A nationwide health services contractor who recently secured an $85 million contract with the District has denied minimum wages to hundreds of non-emergency medical transportation drivers who help Medicaid participants access important health services, a lawsuit filed in U.S. District Court this morning alleges.
Medical Transportation Management Inc., a St. Louis-based company that operates in the District and 27 states, paid some of its local drivers as little as $3.61 an hour, the suit claims.
MTM not only denied hundreds of D.C. workers living wages, but it also regularly failed to pay them overtime for work over 40 hours per week, according to the lawsuit, jointly filed by Public Citizen Litigation Group, an arm of Public Citizen Foundation, and a law firm.
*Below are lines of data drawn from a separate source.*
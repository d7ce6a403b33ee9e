//! Derived stat aggregation
//!
//! Pure functions that fold equipped-item and subclass-feature modifiers into
//! the values a character sheet displays. They never fail: missing inputs
//! degrade to zero or to the level-derived base.

use serde::{Deserialize, Serialize};

use crate::domain::entities::{CharacterDetails, DamageThresholds, Item, Subclass};
use crate::domain::value_objects::{stat_keys, AdditionalData};

/// A catalog item resolved from a character's equipment entry
#[derive(Debug, Clone, PartialEq)]
pub struct ResolvedItem {
    pub item: Item,
    pub quantity: u32,
    pub equipped: bool,
}

impl ResolvedItem {
    pub fn equipped(item: Item) -> Self {
        Self {
            item,
            quantity: 1,
            equipped: true,
        }
    }
}

#[derive(Debug, Clone, Copy, Default, PartialEq, Eq, Serialize, Deserialize)]
pub struct DefenseStats {
    pub evasion: i32,
    pub armor: i32,
}

#[derive(Debug, Clone, Copy, Default, PartialEq, Eq, Serialize, Deserialize)]
pub struct DerivedStats {
    pub evasion: i32,
    pub armor: i32,
    pub thresholds: DamageThresholds,
}

/// Effective evasion and armor score.
///
/// Evasion starts at the class base (0 without a class) and gains every
/// `evasion` modifier on equipped items. Armor is the sum of equipped armor
/// base values.
pub fn aggregate_defenses(base_evasion: Option<i32>, items: &[ResolvedItem]) -> DefenseStats {
    let mut stats = DefenseStats {
        evasion: base_evasion.unwrap_or(0),
        armor: 0,
    };

    for resolved in items.iter().filter(|r| r.equipped) {
        if let Some(armor) = resolved.item.as_armor() {
            stats.armor += armor.base_armor;
        }
        stats.evasion += resolved
            .item
            .modifiers()
            .map(|m| m.total(stat_keys::EVASION))
            .sum::<i32>();
    }

    stats
}

/// Major and severe damage thresholds.
///
/// The first equipped armor replaces the level-derived base; active subclass
/// features then add their `major` / `severe` modifiers on top.
pub fn calculate_thresholds(
    level: u8,
    items: &[ResolvedItem],
    subclass: Option<&Subclass>,
    additional_data: &AdditionalData,
) -> DamageThresholds {
    let mut thresholds = items
        .iter()
        .filter(|r| r.equipped)
        .find_map(|r| r.item.as_armor())
        .map(|armor| armor.thresholds)
        .unwrap_or_else(|| DamageThresholds::for_level(level));

    if let Some(subclass) = subclass {
        for feature in subclass.active_features(additional_data) {
            thresholds.major += feature.modifier_total(stat_keys::MAJOR);
            thresholds.severe += feature.modifier_total(stat_keys::SEVERE);
        }
    }

    thresholds
}

/// Everything the sheet derives for a character and its resolved equipment
pub fn derive_stats(details: &CharacterDetails, items: &[ResolvedItem]) -> DerivedStats {
    let defenses = aggregate_defenses(details.base_evasion(), items);
    let thresholds = calculate_thresholds(
        details.character.level,
        items,
        details.subclass.as_ref(),
        &details.character.additional_data,
    );

    DerivedStats {
        evasion: defenses.evasion,
        armor: defenses.armor,
        thresholds,
    }
}

#[cfg(test)]
mod tests {
    use super::*;
    use crate::domain::entities::{Character, CharacterClass, Feature};
    use crate::domain::value_objects::SubclassTier;

    fn leather(base: i32) -> Item {
        Item::armor("Leather Armor", base, DamageThresholds::new(6, 13))
    }

    fn unequipped(item: Item) -> ResolvedItem {
        ResolvedItem {
            item,
            quantity: 1,
            equipped: false,
        }
    }

    #[test]
    fn test_class_base_with_evasion_armor() {
        let armor = Item::armor("Gambeson", 3, DamageThresholds::new(5, 11))
            .with_feature(Feature::new("Flexible").with_modifier("evasion", 1));

        let stats = aggregate_defenses(Some(10), &[ResolvedItem::equipped(armor)]);
        assert_eq!(stats, DefenseStats { evasion: 11, armor: 3 });
    }

    #[test]
    fn test_missing_class_defaults_to_zero() {
        assert_eq!(aggregate_defenses(None, &[]), DefenseStats::default());
    }

    #[test]
    fn test_more_armor_never_lowers_total() {
        let mut items = vec![ResolvedItem::equipped(leather(3))];
        let before = aggregate_defenses(Some(9), &items).armor;
        items.push(ResolvedItem::equipped(leather(2)));
        let after = aggregate_defenses(Some(9), &items).armor;
        assert!(after >= before);
        assert_eq!(after, 5);
    }

    #[test]
    fn test_evasion_is_order_independent() {
        let ring = Item::other("Ring", "loot")
            .with_feature(Feature::new("Quick").with_modifier("Evasion", 2));
        let cloak = Item::other("Cloak", "loot")
            .with_feature(Feature::new("Heavy").with_modifier("EVASION", -1))
            .with_feature(Feature::new("Warm").with_modifier("agility", 1));
        let armor = Item::armor("Plate", 6, DamageThresholds::new(9, 19))
            .with_feature(Feature::new("Cumbersome").with_modifier("evasion", -2));

        let forward = vec![
            ResolvedItem::equipped(ring.clone()),
            ResolvedItem::equipped(cloak.clone()),
            ResolvedItem::equipped(armor.clone()),
        ];
        let reversed: Vec<_> = forward.iter().rev().cloned().collect();

        let a = aggregate_defenses(Some(10), &forward);
        let b = aggregate_defenses(Some(10), &reversed);
        assert_eq!(a, b);
        assert_eq!(a.evasion, 10 + 2 - 1 - 2);
    }

    #[test]
    fn test_unequipped_items_contribute_nothing() {
        let armor = leather(4).with_feature(Feature::new("Light").with_modifier("evasion", 1));
        let items = vec![unequipped(armor)];

        assert_eq!(aggregate_defenses(Some(10), &items), DefenseStats { evasion: 10, armor: 0 });
        assert_eq!(
            calculate_thresholds(2, &items, None, &AdditionalData::default()),
            DamageThresholds::for_level(2)
        );
    }

    #[test]
    fn test_thresholds_without_armor_use_level() {
        let class = CharacterClass::new("Seraph", 7, 9);
        let subclass = Subclass::new(class.id, "Winged Sentinel")
            .with_feature(SubclassTier::Foundation, Feature::new("Wings of Light"));

        let thresholds = calculate_thresholds(3, &[], Some(&subclass), &AdditionalData::default());
        assert_eq!(thresholds, DamageThresholds::new(3, 6));
    }

    #[test]
    fn test_armor_overrides_then_unlocked_mastery_adds() {
        let class = CharacterClass::new("Guardian", 7, 9);
        let subclass = Subclass::new(class.id, "Stalwart").with_feature(
            SubclassTier::Mastery,
            Feature::new("Undaunted").with_modifier("severe", 1),
        );
        let armor = Item::armor("Gambeson", 3, DamageThresholds::new(5, 11));
        let items = vec![ResolvedItem::equipped(armor)];

        let mut data = AdditionalData::default();
        let locked = calculate_thresholds(3, &items, Some(&subclass), &data);
        assert_eq!(locked, DamageThresholds::new(5, 11));

        data.unlock(SubclassTier::Mastery);
        let unlocked = calculate_thresholds(3, &items, Some(&subclass), &data);
        assert_eq!(unlocked, DamageThresholds::new(5, 12));
    }

    #[test]
    fn test_feature_modifiers_add_to_level_base() {
        let class = CharacterClass::new("Guardian", 7, 9);
        let subclass = Subclass::new(class.id, "Stalwart")
            .with_feature(
                SubclassTier::Foundation,
                Feature::new("Unwavering").with_modifier("Major", 1).with_modifier("severe", 1),
            )
            .with_feature(
                SubclassTier::Specialization,
                Feature::new("Unrelenting").with_modifier("major", 2).with_modifier("severe", 2),
            );

        let mut data = AdditionalData::default();
        data.unlock(SubclassTier::Specialization);

        let thresholds = calculate_thresholds(1, &[], Some(&subclass), &data);
        assert_eq!(thresholds, DamageThresholds::new(1 + 1 + 2, 2 + 1 + 2));
    }

    #[test]
    fn test_derive_stats_combines_everything() {
        let class = CharacterClass::new("Warrior", 6, 11);
        let mut character = Character::new("user-1", "Brakka");
        character.level = 2;
        let details = CharacterDetails {
            class: Some(class),
            ..CharacterDetails::bare(character)
        };

        let stats = derive_stats(&details, &[ResolvedItem::equipped(leather(3))]);
        assert_eq!(stats.evasion, 11);
        assert_eq!(stats.armor, 3);
        assert_eq!(stats.thresholds, DamageThresholds::new(6, 13));
    }
}
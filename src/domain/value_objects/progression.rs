//! Level and subclass tier progression

use std::fmt;

use serde::{Deserialize, Serialize};

pub const MIN_LEVEL: u8 = 1;
pub const MAX_LEVEL: u8 = 10;

/// The three unlock tiers of a subclass feature set
#[derive(Debug, Clone, Copy, PartialEq, Eq, PartialOrd, Ord, Hash, Serialize, Deserialize)]
#[serde(rename_all = "snake_case")]
pub enum SubclassTier {
    /// Always active
    Foundation,
    Specialization,
    Mastery,
}

impl SubclassTier {
    /// Tiers that need an explicit unlock flag
    pub const UNLOCKABLE: [SubclassTier; 2] = [SubclassTier::Specialization, SubclassTier::Mastery];

    pub fn requires_unlock(&self) -> bool {
        !matches!(self, SubclassTier::Foundation)
    }
}

impl fmt::Display for SubclassTier {
    fn fmt(&self, f: &mut fmt::Formatter<'_>) -> fmt::Result {
        match self {
            SubclassTier::Foundation => write!(f, "Foundation"),
            SubclassTier::Specialization => write!(f, "Specialization"),
            SubclassTier::Mastery => write!(f, "Mastery"),
        }
    }
}
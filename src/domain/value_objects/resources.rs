//! Bounded gameplay counters (hope, stress, hit points)

use std::fmt;
use std::str::FromStr;

use serde::{Deserialize, Serialize};

/// Hard ceiling for the adjustable hope maximum
pub const HOPE_CEILING: u8 = 6;
/// Lowest value the hope maximum may be lowered to
pub const HOPE_FLOOR: u8 = 1;
pub const DEFAULT_HOPE_MAX: u8 = 6;
pub const DEFAULT_STRESS_MAX: u8 = 6;

/// An integer counter that always stays within `[0, max]`
#[derive(Debug, Clone, Copy, PartialEq, Eq, Serialize, Deserialize)]
#[serde(from = "CounterRepr")]
pub struct ResourceCounter {
    current: u8,
    max: u8,
}

#[derive(Deserialize)]
struct CounterRepr {
    current: u8,
    max: u8,
}

impl From<CounterRepr> for ResourceCounter {
    fn from(repr: CounterRepr) -> Self {
        Self::new(repr.current, repr.max)
    }
}

impl ResourceCounter {
    /// Create a counter, clamping `current` into range
    pub fn new(current: u8, max: u8) -> Self {
        Self {
            current: current.min(max),
            max,
        }
    }

    pub fn empty(max: u8) -> Self {
        Self::new(0, max)
    }

    pub fn current(&self) -> u8 {
        self.current
    }

    pub fn max(&self) -> u8 {
        self.max
    }

    pub fn is_full(&self) -> bool {
        self.current >= self.max
    }

    pub fn increment(&mut self) -> u8 {
        self.current = self.current.saturating_add(1).min(self.max);
        self.current
    }

    pub fn decrement(&mut self) -> u8 {
        self.current = self.current.saturating_sub(1);
        self.current
    }

    /// Respond to a slot checkbox changing state.
    ///
    /// Checking any slot fills the next empty one; unchecking clears the last
    /// filled one. The slot index only identifies which checkbox fired.
    pub fn toggle_slot(&mut self, _index: u8, checked: bool) -> u8 {
        if checked {
            self.increment()
        } else {
            self.decrement()
        }
    }

    pub fn set_current(&mut self, value: u8) -> u8 {
        self.current = value.min(self.max);
        self.current
    }

    /// Change the maximum, lowering the current value if it no longer fits
    pub fn set_max(&mut self, max: u8) {
        self.max = max;
        self.current = self.current.min(max);
    }
}

/// The counters a character sheet tracks
#[derive(Debug, Clone, Copy, PartialEq, Eq, Hash, Serialize, Deserialize)]
#[serde(rename_all = "snake_case")]
pub enum ResourceKind {
    Hope,
    Stress,
    HitPoints,
}

impl fmt::Display for ResourceKind {
    fn fmt(&self, f: &mut fmt::Formatter<'_>) -> fmt::Result {
        match self {
            ResourceKind::Hope => write!(f, "hope"),
            ResourceKind::Stress => write!(f, "stress"),
            ResourceKind::HitPoints => write!(f, "hit_points"),
        }
    }
}

impl FromStr for ResourceKind {
    type Err = String;

    fn from_str(s: &str) -> Result<Self, Self::Err> {
        match s.to_ascii_lowercase().as_str() {
            "hope" => Ok(ResourceKind::Hope),
            "stress" => Ok(ResourceKind::Stress),
            "hp" | "hit_points" | "hit-points" => Ok(ResourceKind::HitPoints),
            other => Err(format!("Unknown resource: {}", other)),
        }
    }
}

#[cfg(test)]
mod tests {
    use super::*;

    #[test]
    fn test_toggle_fills_and_clears_next_slot() {
        let mut stress = ResourceCounter::new(4, DEFAULT_STRESS_MAX);
        assert_eq!(stress.toggle_slot(4, true), 5);
        assert_eq!(stress.toggle_slot(4, false), 4);
    }

    #[test]
    fn test_any_operation_sequence_stays_in_range() {
        // Deterministic pseudo-random walk over increments and decrements
        let mut counter = ResourceCounter::empty(DEFAULT_STRESS_MAX);
        let mut seed: u32 = 17;
        for step in 0..500u32 {
            seed = seed.wrapping_mul(1_103_515_245).wrapping_add(12_345);
            let checked = (seed >> 16) % 3 != 0;
            counter.toggle_slot((step % 8) as u8, checked);
            assert!(counter.current() <= counter.max());
        }

        for _ in 0..20 {
            counter.decrement();
        }
        assert_eq!(counter.current(), 0);
        for _ in 0..20 {
            counter.increment();
        }
        assert_eq!(counter.current(), DEFAULT_STRESS_MAX);
    }

    #[test]
    fn test_set_max_lowers_current() {
        let mut hope = ResourceCounter::new(5, HOPE_CEILING);
        hope.set_max(3);
        assert_eq!(hope.current(), 3);
        assert_eq!(hope.max(), 3);
    }

    #[test]
    fn test_deserialization_clamps_out_of_range_values() {
        let counter: ResourceCounter = serde_json::from_str(r#"{"current": 9, "max": 6}"#).unwrap();
        assert_eq!(counter.current(), 6);
    }

    #[test]
    fn test_resource_kind_parsing() {
        assert_eq!("Hope".parse::<ResourceKind>(), Ok(ResourceKind::Hope));
        assert_eq!("hit-points".parse::<ResourceKind>(), Ok(ResourceKind::HitPoints));
        assert!("fear".parse::<ResourceKind>().is_err());
    }
}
The lawyers say Leo Franklin was required to work 70 hours per week, often without a lunch break, under threat of discipline, lost wages, and even firing if he declined to transport an extra client trip. Franklin and hundreds of others were paid a flat rate of as little as $325 per week in violation of federal and D.C. law, the suit states. He and many of his colleagues never received overtime pay either.
“It is a cruel irony that drivers who help low-income Washingtonians get access to the medical care they need are themselves impoverished by MTM paying them for only a fraction of the time they work,” says attorney Joseph M. Sellers of the firm Cohen Milstein Sellers & Toll, co-counsel for the plaintiffs. “We trust that this lawsuit will bring a measure of justice to the drivers and force MTM to pay them as the law requires.”
“Corporations have long sought to unlawfully shield themselves from paying required wages to workers through the use of subcontractors or other intermediaries,” adds Public Citizen attorney Patrick D. Llewellyn. “Both federal and local labor laws, however, have been written and enforced to prevent this form of wage theft, and our lawsuit will ensure that its workers are finally paid the wages they earned.”
MTM has transported Medicaid participants under contract with the District since 2007. It recently secured a three-year, $85 million contract with the city. Services include a pickup program to and from medical appointments, with MTM leveraging subcontractor work to pressure its employees as well.
Isaac Harris, who was fired after complaining about being forced to work 60-hour weeks in continuous shifts from 5 a.m. to 8 p.m., says MTM showed blatant disregard for its employees, who serve some of the District’s neediest citizens: “Even though the days were long and tiring, I know that the work I did was vital to serving members of my community,” he says. “We as drivers all share the same compassion for the job, and all that we ask is that MTM act responsibly in paying us the wages we are owed.”